Comment by 07d046
7 years ago
An interesting aspect of this is that this is an online protest on a platform that the Chinese government doesn't control. They normally exercise strict control over their internet to prevent movements from getting out of their control (for example, censoring #metoo when it starts trending). Would the Chinese government be willing to block GitHub? Surely that would be damaging to China's tech industry.
What if people started creating repositories with nothing but information about topics that the Chinese government considers sensitive (like the Tiananmen Square massacre or other human rights abuses)?
> online protest on a platform that the Chinese government doesn't control
False (for Chinese residents). China used to block GitHub but stopped doing that when they realized they could politely ask GitHub to block access to certain pages from Chinese IPs. [0]
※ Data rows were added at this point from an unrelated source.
//! Gemini embedding provider using the `gena-gemini` crate.
//!
//! This module is only available when the `gemini` feature is enabled.

use async_trait::async_trait;
use tracing::{debug, error};

use gena_gemini::{Error as GeminiError, Gemini, Model};

use crate::embedding::EmbeddingProvider;
use crate::error::{RagError, Result};

/// An [`EmbeddingProvider`] backed by the Gemini embedding API.
///
/// # Example
///
/// ```rust,ignore
/// use gena_rag::gemini::GeminiEmbeddingProvider;
///
/// let provider = GeminiEmbeddingProvider::new("your-api-key")?;
/// let embedding = provider.embed("hello world").await?;
/// assert_eq!(embedding.len(), provider.dimensions());
/// ```
pub struct GeminiEmbeddingProvider {
    client: Gemini,
    dimensions: usize,
}

impl GeminiEmbeddingProvider {
    /// Embedding dimensions for `text-embedding-004`.
    const DEFAULT_DIMENSIONS: usize = 768;

    /// Create a new provider using the given API key and the default
    /// `text-embedding-004` model.
    pub fn new(api_key: impl AsRef<str>) -> Result<Self> {
        let client =
            Gemini::new(api_key, Model::TextEmbedding004).map_err(|e| RagError::Embedding {
                provider: "Gemini".into(),
                message: format!("failed to create Gemini client: {e}"),
            })?;
        Ok(Self { client, dimensions: Self::DEFAULT_DIMENSIONS })
    }

    /// Create a new provider from an existing [`Gemini`] client.
    ///
    /// Use this to share deadline or base-URL configuration with the
    /// generation client.
    pub fn from_client(client: Gemini) -> Self {
        Self { client, dimensions: Self::DEFAULT_DIMENSIONS }
    }
}

fn map_error(error: GeminiError) -> RagError {
    match error {
        GeminiError::DeadlineExceeded { deadline, .. } => {
            RagError::UpstreamTimeout { seconds: deadline.as_secs() }
        }
        other => RagError::Embedding { provider: "Gemini".into(), message: other.to_string() },
    }
}

#[async_trait]
impl EmbeddingProvider for GeminiEmbeddingProvider {
    async fn embed(&self, text: &str) -> Result<Vec<f32>> {
        debug!(provider = "Gemini", text_len = text.len(), "embedding single text");

        self.client.embed_content(text).await.map_err(|e| {
            error!(provider = "Gemini", error = %e, "embedding request failed");
            map_error(e)
        })
    }

    async fn embed_batch(&self, texts: &[&str]) -> Result<Vec<Vec<f32>>> {
        if texts.is_empty() {
            return Ok(Vec::new());
        }

        debug!(provider = "Gemini", batch_size = texts.len(), "embedding batch");

        self.client.batch_embed_contents(texts).await.map_err(|e| {
            error!(provider = "Gemini", error = %e, "batch embedding request failed");
            map_error(e)
        })
    }

    fn dimensions(&self) -> usize {
        self.dimensions
    }
}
[0]: https://qz.com/718465/chinas-fierce-censors-try-a-new-tactic...
That appears to be the first and last time they received a request from China. https://github.com/github/gov-takedowns
On the other hand, Russia...
Interesting. I'm curious about whether the time they hijacked Baidu Analytics to launch a huge denial of service attack against GitHub was considered "politely" asking or not.
Interesting, I wasn't aware of that. I wonder if anything will happen with this protest then. For communists, the Chinese government isn't fond of labor protests.